Nicht behandeln liess ich mein linkes Bein resp. Knie das mir anfänglich etwas Sorge bereitete, denn ich hatte keine Kraft und konnte es nicht richtig bewegen. Wahrscheinlich habe ich das Knie ausgedreht, als ich aus dem Klick-Pedal (ähnlich einer Sicherheitsbindung am Ski) krachte. In der Zwischenzeit kann ich wieder eingermassen gehen. Am Morgen nach dem Unfall brauchte ich noch etwa 1 Stunde, um mir Socken, Hosen und ein Hemd anzuziehen. Das BKK-Hospital ist etwa 1 km von meinem Haus entfernt. An diesem ersten Morgen rechnete ich dafür eine Wanderzeit von 1 Stunde. Aber ich war überraschend bereits nach 20 Minuten dort. Am 6. Tag brauchte ich weniger als 10 Minuten. In der Zwischeinzeit (nach 6 Wochen) ist mein Knie wieder in vernünftigem Zustand.

Auch mein Kinn liess ich nicht behandeln, das beim Aufprall auf der Strasse einen harten Schlag knapp neben dem KO-Punkt und der Soll-Bruchstelle hinnehmen musste.
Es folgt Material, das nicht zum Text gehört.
// SPDX-License-Identifier: BUSL-1.1
// Copyright (c) 2026 Alfred Jean LLC

//! ModuleSpec: the unit of ownership in a parallel pipeline, plus the
//! upfront validation that makes concurrent module execution safe.

use std::collections::{BTreeMap, BTreeSet};

use serde::{Deserialize, Serialize};
use thiserror::Error;

#[derive(Debug, Clone, PartialEq, Serialize, Deserialize)]
pub struct ModuleSpec {
    pub id: String,
    pub name: String,
    pub owned_files: Vec<String>,
    pub test_files: Vec<String>,
    pub deps: Vec<String>,
}

#[derive(Debug, Error, PartialEq, Eq)]
pub enum ModuleGraphError {
    #[error("file {file:?} is owned by more than one module ({modules:?})")]
    DuplicateOwnership { file: String, modules: Vec<String> },
    #[error("module dependency graph has a cycle involving {0:?}")]
    Cycle(Vec<String>),
    #[error("module {0:?} depends on unknown module {1:?}")]
    UnknownDependency(String, String),
}

/// Validate a planner-produced module graph before workflow construction:
/// owned-file disjointness (testable property 5) and acyclicity (testable
/// property 6), via iterative DFS with three colors per the design notes —
/// cycles are a planner bug, so this fails loudly rather than silently
/// breaking ties.
pub fn validate_module_graph(modules: &[ModuleSpec]) -> Result<(), ModuleGraphError> {
    check_disjoint_ownership(modules)?;
    check_acyclic(modules)?;
    Ok(())
}

fn check_disjoint_ownership(modules: &[ModuleSpec]) -> Result<(), ModuleGraphError> {
    let mut owner: BTreeMap<&str, Vec<&str>> = BTreeMap::new();
    for module in modules {
        for file in &module.owned_files {
            owner.entry(file.as_str()).or_default().push(&module.id);
        }
    }
    for (file, owners) in owner {
        if owners.len() > 1 {
            return Err(ModuleGraphError::DuplicateOwnership {
                file: file.to_string(),
                modules: owners.into_iter().map(str::to_string).collect(),
            });
        }
    }
    Ok(())
}

#[derive(Clone, Copy, PartialEq, Eq)]
enum Color {
    White,
    Gray,
    Black,
}

fn check_acyclic(modules: &[ModuleSpec]) -> Result<(), ModuleGraphError> {
    let by_id: BTreeMap<&str, &ModuleSpec> = modules.iter().map(|m| (m.id.as_str(), m)).collect();
    for module in modules {
        for dep in &module.deps {
            if !by_id.contains_key(dep.as_str()) {
                return Err(ModuleGraphError::UnknownDependency(
                    module.id.clone(),
                    dep.clone(),
                ));
            }
        }
    }

    let mut colors: BTreeMap<&str, Color> = modules.iter().map(|m| (m.id.as_str(), Color::White)).collect();

    for start in modules.iter().map(|m| m.id.as_str()) {
        if colors[start] != Color::White {
            continue;
        }
        // Iterative DFS: stack of (node, next-dep-index-to-visit).
        let mut stack: Vec<(&str, usize)> = vec![(start, 0)];
        colors.insert(start, Color::Gray);

        while let Some((node, idx)) = stack.pop() {
            let deps = &by_id[node].deps;
            if idx < deps.len() {
                let next = deps[idx].as_str();
                stack.push((node, idx + 1));
                match colors.get(next).copied().unwrap_or(Color::White) {
                    Color::White => {
                        colors.insert(next, Color::Gray);
                        stack.push((next, 0));
                    }
                    Color::Gray => {
                        let cycle: Vec<String> =
                            stack.iter().map(|(n, _)| (*n).to_string()).collect();
                        return Err(ModuleGraphError::Cycle(cycle));
                    }
                    Color::Black => {}
                }
            } else {
                colors.insert(node, Color::Black);
            }
        }
    }
    Ok(())
}

/// The union of `owned_files` across all modules, for downstream tooling
/// that needs the flattened set.
pub fn all_owned_files(modules: &[ModuleSpec]) -> BTreeSet<String> {
    modules
        .iter()
        .flat_map(|m| m.owned_files.iter().cloned())
        .collect()
}

#[cfg(test)]
#[path = "module_spec_tests.rs"]
mod tests;
// SPDX-License-Identifier: BUSL-1.1
// Copyright (c) 2026 Alfred Jean LLC

//! Gateway error type and the classification of raw transport failures into
//! [`forge_core::ErrorClass`].

use forge_core::ErrorClass;
use thiserror::Error;

#[derive(Debug, Error)]
pub enum GatewayError {
    #[error("http transport error: {0}")]
    Http(#[from] reqwest::Error),

    #[error("response decode error: {0}")]
    Decode(#[from] serde_json::Error),

    #[error("backend returned {status}: {body}")]
    Status {
        status: u16,
        body: String,
        class: ErrorClass,
        retry_after_secs: Option<u64>,
    },

    #[error("token store error: {0}")]
    TokenStore(String),

    #[error("stream framing error: {0}")]
    Stream(String),

    #[error("all models exhausted: every circuit (primary and fallbacks) is open")]
    AllModelsExhausted,

    #[error("retry budget of {budget_secs}s exhausted for class {class:?}")]
    RetryBudgetExhausted { class: ErrorClass, budget_secs: u64 },

    #[error("stream aborted")]
    Aborted,
}

impl GatewayError {
    /// Best-effort error classification for this error, used to decide
    /// retry/fallback behavior at the call site.
    pub fn class(&self) -> ErrorClass {
        match self {
            GatewayError::Status { class, .. } => *class,
            GatewayError::Http(e) if e.is_connect() || e.is_timeout() => ErrorClass::Connection,
            GatewayError::Http(_) => ErrorClass::Server,
            GatewayError::Decode(_) => ErrorClass::Permanent,
            GatewayError::TokenStore(_) => ErrorClass::Permanent,
            GatewayError::Stream(_) => ErrorClass::Server,
            GatewayError::AllModelsExhausted => ErrorClass::Permanent,
            GatewayError::RetryBudgetExhausted { class, .. } => *class,
            GatewayError::Aborted => ErrorClass::Permanent,
        }
    }

    /// The `Retry-After` value observed on the response, when any.
    pub fn retry_after_secs(&self) -> Option<u64> {
        match self {
            GatewayError::Status { retry_after_secs, .. } => *retry_after_secs,
            _ => None,
        }
    }
}

/// Classify an HTTP status code and optional `Retry-After` header per the
/// retry policy table: 401/403 is auth, 429 is rate_limit, 5xx and read
/// timeouts are server, everything else 4xx is permanent.
pub fn classify_status(status: u16) -> ErrorClass {
    match status {
        401 | 403 => ErrorClass::Auth,
        429 => ErrorClass::RateLimit,
        500..=599 => ErrorClass::Server,
        _ => ErrorClass::Permanent,
    }
}

#[cfg(test)]
#[path = "error_tests.rs"]
mod tests;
Daraus resultierte wackelnden Zähne, die sich aber innert einer Woche festigten. Dies hätte gerade noch gefehlt, ein kaputtes Gebiss..
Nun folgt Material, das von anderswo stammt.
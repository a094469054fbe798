// SPDX-License-Identifier: BUSL-1.1
// Copyright (c) 2026 Alfred Jean LLC

//! Anthropic backend: Messages API, streamed as Server-Sent Events.

use eventsource_stream::Eventsource;
use forge_core::{Message, Role, ToolCall};
use reqwest::Response;
use serde_json::{json, Value};
use tokio_stream::StreamExt;

use crate::backend::{AbortFlag, AggregatedMessage, StreamDelta, ToolSpec};
use crate::error::{classify_status, GatewayError};

pub fn build_request(model: &str, messages: &[Message], tools: &[ToolSpec]) -> Value {
    let system = messages
        .iter()
        .find(|m| m.role == Role::System)
        .map(|m| m.content.clone());

    let turns: Vec<Value> = messages
        .iter()
        .filter(|m| m.role != Role::System)
        .map(|m| match m.role {
            Role::Tool => json!({
                "role": "user",
                "content": [{
                    "type": "tool_result",
                    "tool_use_id": m.tool_call_id,
                    "content": m.content,
                }],
            }),
            Role::Assistant if !m.tool_calls.is_empty() => json!({
                "role": "assistant",
                "content": m.tool_calls.iter().map(|c| json!({
                    "type": "tool_use",
                    "id": c.id,
                    "name": c.name,
                    "input": serde_json::from_str::<Value>(&c.arguments_json).unwrap_or(Value::Null),
                })).collect::<Vec<_>>(),
            }),
            _ => json!({"role": role_str(m.role), "content": m.content}),
        })
        .collect();

    let mut body = json!({
        "model": model,
        "messages": turns,
        "max_tokens": 4096,
        "stream": true,
    });
    if let Some(system) = system {
        body["system"] = json!(system);
    }
    if !tools.is_empty() {
        body["tools"] = json!(tools
            .iter()
            .map(|t| json!({
                "name": t.name,
                "description": t.description,
                "input_schema": t.parameters,
            }))
            .collect::<Vec<_>>());
    }
    body
}

fn role_str(role: Role) -> &'static str {
    match role {
        Role::System => "system",
        Role::User => "user",
        Role::Assistant => "assistant",
        Role::Tool => "user",
    }
}

struct PendingToolUse {
    id: String,
    name: String,
    partial_json: String,
}

pub async fn consume_stream(
    response: Response,
    abort: &AbortFlag,
    mut on_event: impl FnMut(StreamDelta),
) -> Result<AggregatedMessage, GatewayError> {
    let mut events = response.bytes_stream().eventsource();
    let mut aggregated = AggregatedMessage::default();
    let mut pending_tool: Option<PendingToolUse> = None;

    while let Some(event) = events.next().await {
        if abort.is_aborted() {
            return Err(GatewayError::Aborted);
        }
        let event = event.map_err(|e| GatewayError::Stream(e.to_string()))?;
        if event.data.is_empty() {
            continue;
        }
        let payload: Value = serde_json::from_str(&event.data)?;
        match payload.get("type").and_then(Value::as_str) {
            Some("content_block_start") => {
                if let Some(block) = payload.get("content_block") {
                    if block.get("type").and_then(Value::as_str) == Some("tool_use") {
                        pending_tool = Some(PendingToolUse {
                            id: block.get("id").and_then(Value::as_str).unwrap_or_default().to_string(),
                            name: block.get("name").and_then(Value::as_str).unwrap_or_default().to_string(),
                            partial_json: String::new(),
                        });
                    }
                }
            }
            Some("content_block_delta") => {
                if let Some(delta) = payload.get("delta") {
                    match delta.get("type").and_then(Value::as_str) {
                        Some("text_delta") => {
                            if let Some(text) = delta.get("text").and_then(Value::as_str) {
                                aggregated.content.push_str(text);
                                on_event(StreamDelta::Content(text.to_string()));
                            }
                        }
                        Some("input_json_delta") => {
                            if let (Some(tool), Some(partial)) =
                                (pending_tool.as_mut(), delta.get("partial_json").and_then(Value::as_str))
                            {
                                tool.partial_json.push_str(partial);
                            }
                        }
                        Some("thinking_delta") => {
                            if let Some(text) = delta.get("thinking").and_then(Value::as_str) {
                                on_event(StreamDelta::Thinking(text.to_string()));
                            }
                        }
                        _ => {}
                    }
                }
            }
            Some("content_block_stop") => {
                if let Some(tool) = pending_tool.take() {
                    let call = ToolCall {
                        id: tool.id,
                        name: tool.name,
                        arguments_json: if tool.partial_json.is_empty() {
                            "{}".to_string()
                        } else {
                            tool.partial_json
                        },
                    };
                    on_event(StreamDelta::ToolCall(call.clone()));
                    aggregated.tool_calls.push(call);
                }
            }
            Some("message_stop") => break,
            _ => {}
        }
    }
    Ok(aggregated)
}

pub fn classify_error(status: u16, _retry_after_secs: Option<u64>) -> forge_core::ErrorClass {
    classify_status(status)
}

#[cfg(test)]
#[path = "anthropic_tests.rs"]
mod tests;
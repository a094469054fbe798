// SPDX-License-Identifier: BUSL-1.1
// Copyright (c) 2026 Alfred Jean LLC

//! Centralized environment variable access for the CLI crate.

use std::time::Duration;

fn parse_duration_ms(var: &str) -> Option<Duration> {
    std::env::var(var)
        .ok()
        .and_then(|s| s.parse::<u64>().ok())
        .map(Duration::from_millis)
}

// --- Provider selection ---

/// `--provider` falls back to this when unset.
pub fn default_provider() -> String {
    std::env::var("FORGE_PROVIDER").unwrap_or_else(|_| "claude".to_string())
}

// --- Color ---

pub fn no_color() -> bool {
    std::env::var("NO_COLOR").is_ok_and(|v| v == "1")
}

pub fn force_color() -> bool {
    std::env::var("COLOR").is_ok_and(|v| v == "1")
}

// --- Daemon binary ---

pub fn daemon_binary() -> Option<String> {
    std::env::var("FORGE_DAEMON_BINARY").ok()
}

pub fn cargo_manifest_dir() -> Option<String> {
    std::env::var("CARGO_MANIFEST_DIR").ok()
}

// --- Timeouts ---

pub fn timeout_ipc_ms() -> Option<Duration> {
    parse_duration_ms("FORGE_TIMEOUT_IPC_MS")
}
pub fn timeout_connect_ms() -> Option<Duration> {
    parse_duration_ms("FORGE_TIMEOUT_CONNECT_MS")
}
pub fn timeout_exit_ms() -> Option<Duration> {
    parse_duration_ms("FORGE_TIMEOUT_EXIT_MS")
}
pub fn connect_poll_ms() -> Option<Duration> {
    parse_duration_ms("FORGE_CONNECT_POLL_MS")
}
// SPDX-License-Identifier: BUSL-1.1
// Copyright (c) 2026 Alfred Jean LLC

use super::*;
use forge_core::Stage;

fn sample_workflow() -> Workflow {
    let mut wf = Workflow::new(WorkflowId::new("wf-1"));
    wf.add_stage(Stage::new("plan", "plan", "Plan"));
    wf.status = WorkflowStatus::Running;
    wf
}

#[test]
fn round_trip_save_and_load() {
    let store = Store::open_in_memory().expect("open");
    let wf = sample_workflow();
    store.save_workflow(&wf, 1_000).expect("save");

    let loaded = store.load_workflow(&wf.id).expect("load").expect("present");
    assert_eq!(loaded.id, wf.id);
    assert_eq!(loaded.status, WorkflowStatus::Running);
    assert!(loaded.stage("plan").is_some());
}

#[test]
fn save_is_upsert() {
    let store = Store::open_in_memory().expect("open");
    let mut wf = sample_workflow();
    store.save_workflow(&wf, 1_000).expect("first save");

    wf.status = WorkflowStatus::Succeeded;
    store.save_workflow(&wf, 2_000).expect("second save");

    let loaded = store.load_workflow(&wf.id).expect("load").expect("present");
    assert_eq!(loaded.status, WorkflowStatus::Succeeded);
}

#[test]
fn missing_workflow_loads_as_none() {
    let store = Store::open_in_memory().expect("open");
    let result = store.load_workflow(&WorkflowId::new("missing")).expect("load");
    assert!(result.is_none());
}

#[test]
fn require_workflow_errors_when_absent() {
    let store = Store::open_in_memory().expect("open");
    let err = store.require_workflow(&WorkflowId::new("missing")).unwrap_err();
    assert!(matches!(err, StorageError::WorkflowNotFound(_)));
}

#[test]
fn recoverable_workflows_filters_by_status() {
    let store = Store::open_in_memory().expect("open");

    let mut running = Workflow::new(WorkflowId::new("running"));
    running.status = WorkflowStatus::Running;
    store.save_workflow(&running, 1).expect("save running");

    let mut succeeded = Workflow::new(WorkflowId::new("succeeded"));
    succeeded.status = WorkflowStatus::Succeeded;
    store.save_workflow(&succeeded, 1).expect("save succeeded");

    let recoverable = store.recoverable_workflows().expect("query");
    assert_eq!(recoverable.len(), 1);
    assert_eq!(recoverable[0].id, running.id);
}

#[test]
fn append_and_count_workflow_events() {
    let store = Store::open_in_memory().expect("open");
    let id = WorkflowId::new("wf-1");
    store
        .append_workflow_event(&id, Some("validate"), "task_result", &serde_json::json!({"ok": true}), 1)
        .expect("append");
    store
        .append_workflow_event(&id, Some("validate"), "task_result", &serde_json::json!({"ok": false}), 2)
        .expect("append");
    assert_eq!(store.workflow_event_count(&id).expect("count"), 2);
}

#[test]
fn due_stage_retries_respects_not_before() {
    let store = Store::open_in_memory().expect("open");
    let id = WorkflowId::new("wf-1");
    store
        .enqueue_stage_retry("msg-1", &id, "validate", 5_000, 1_000)
        .expect("enqueue");

    assert!(store.due_stage_retries(4_000).expect("query").is_empty());
    let due = store.due_stage_retries(5_000).expect("query");
    assert_eq!(due.len(), 1);
    assert_eq!(due[0].0, "msg-1");

    store.remove_queue_message("msg-1").expect("remove");
    assert!(store.due_stage_retries(5_000).expect("query").is_empty());
}

#[test]
fn list_workflow_ids_returns_every_saved_workflow() {
    let store = Store::open_in_memory().expect("open");
    store.save_workflow(&sample_workflow(), 1).expect("save");
    let mut other = Workflow::new(WorkflowId::new("wf-2"));
    other.status = WorkflowStatus::Succeeded;
    store.save_workflow(&other, 2).expect("save");

    let mut ids = store.list_workflow_ids().expect("list");
    ids.sort();
    assert_eq!(ids, vec!["wf-1".to_string(), "wf-2".to_string()]);
}

#[test]
fn purge_removes_workflow_and_events() {
    let store = Store::open_in_memory().expect("open");
    let wf = sample_workflow();
    store.save_workflow(&wf, 1).expect("save");
    store
        .append_workflow_event(&wf.id, None, "created", &serde_json::json!({}), 1)
        .expect("append");

    store.purge_workflow(&wf.id).expect("purge");

    assert!(store.load_workflow(&wf.id).expect("load").is_none());
    assert_eq!(store.workflow_event_count(&wf.id).expect("count"), 0);
}
// SPDX-License-Identifier: BUSL-1.1
// Copyright (c) 2026 Alfred Jean LLC

//! Context-window guard: trims outgoing messages when the estimated token
//! count would overrun a model's known context window.

use forge_core::constants::{BYTES_PER_TOKEN_ESTIMATE, CONTEXT_WINDOW_GUARD_FRACTION};
use forge_core::Message;

/// Heuristic token estimate: total content bytes across all messages,
/// divided by [`BYTES_PER_TOKEN_ESTIMATE`].
pub fn estimate_tokens(messages: &[Message]) -> usize {
    let bytes: usize = messages.iter().map(|m| m.content.len()).sum();
    bytes / BYTES_PER_TOKEN_ESTIMATE
}

/// Whether `messages` should be trimmed before sending to a model whose
/// context window is `context_window` tokens.
pub fn exceeds_guard(messages: &[Message], context_window: usize) -> bool {
    let threshold = (context_window as f64 * CONTEXT_WINDOW_GUARD_FRACTION) as usize;
    estimate_tokens(messages) > threshold
}

/// Trim `messages` in place to fit under the guard threshold: the system
/// message (index 0, if present) and the last non-system message are always
/// preserved; oldest non-system messages are dropped first. Returns `true`
/// if any message was dropped.
pub fn trim_to_guard(messages: &mut Vec<Message>, context_window: usize) -> bool {
    if messages.len() <= 2 {
        return false;
    }
    let mut trimmed = false;
    while messages.len() > 2 && exceeds_guard(messages, context_window) {
        messages.remove(1);
        trimmed = true;
    }
    trimmed
}

#[cfg(test)]
#[path = "context_guard_tests.rs"]
mod tests;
Mein verlorenes Mobil-Phone

Wie beschrieben, ich war beim Sturz bei vollem Bewusstsein und keine Sekunde bewusstlos. Mein Hirn arbeitete wie verrückt, als ich da lag. Ich machte Inventar. Dabei realisierte ich, dass mein Mobil-Telephon beim Sturz aus der Rückentasche geflogen sein musste. Alle suchten danach, aber sie fanden nichts. Dieses Handy war wichtig für mich, denn darüber liefen meine Bankgeschäfte. Dann kam ich auf die Idee, dass jemand aufs Handy anrufen sollte. Ich wusste meine eigene Nummer jedoch nicht auswendig. Aber Nick fand sie in meiner "Notfall-Plastik-Tasche" und bereits nach kurzem klingelte es 2m entfernt im hohen Gras neben der Strasse.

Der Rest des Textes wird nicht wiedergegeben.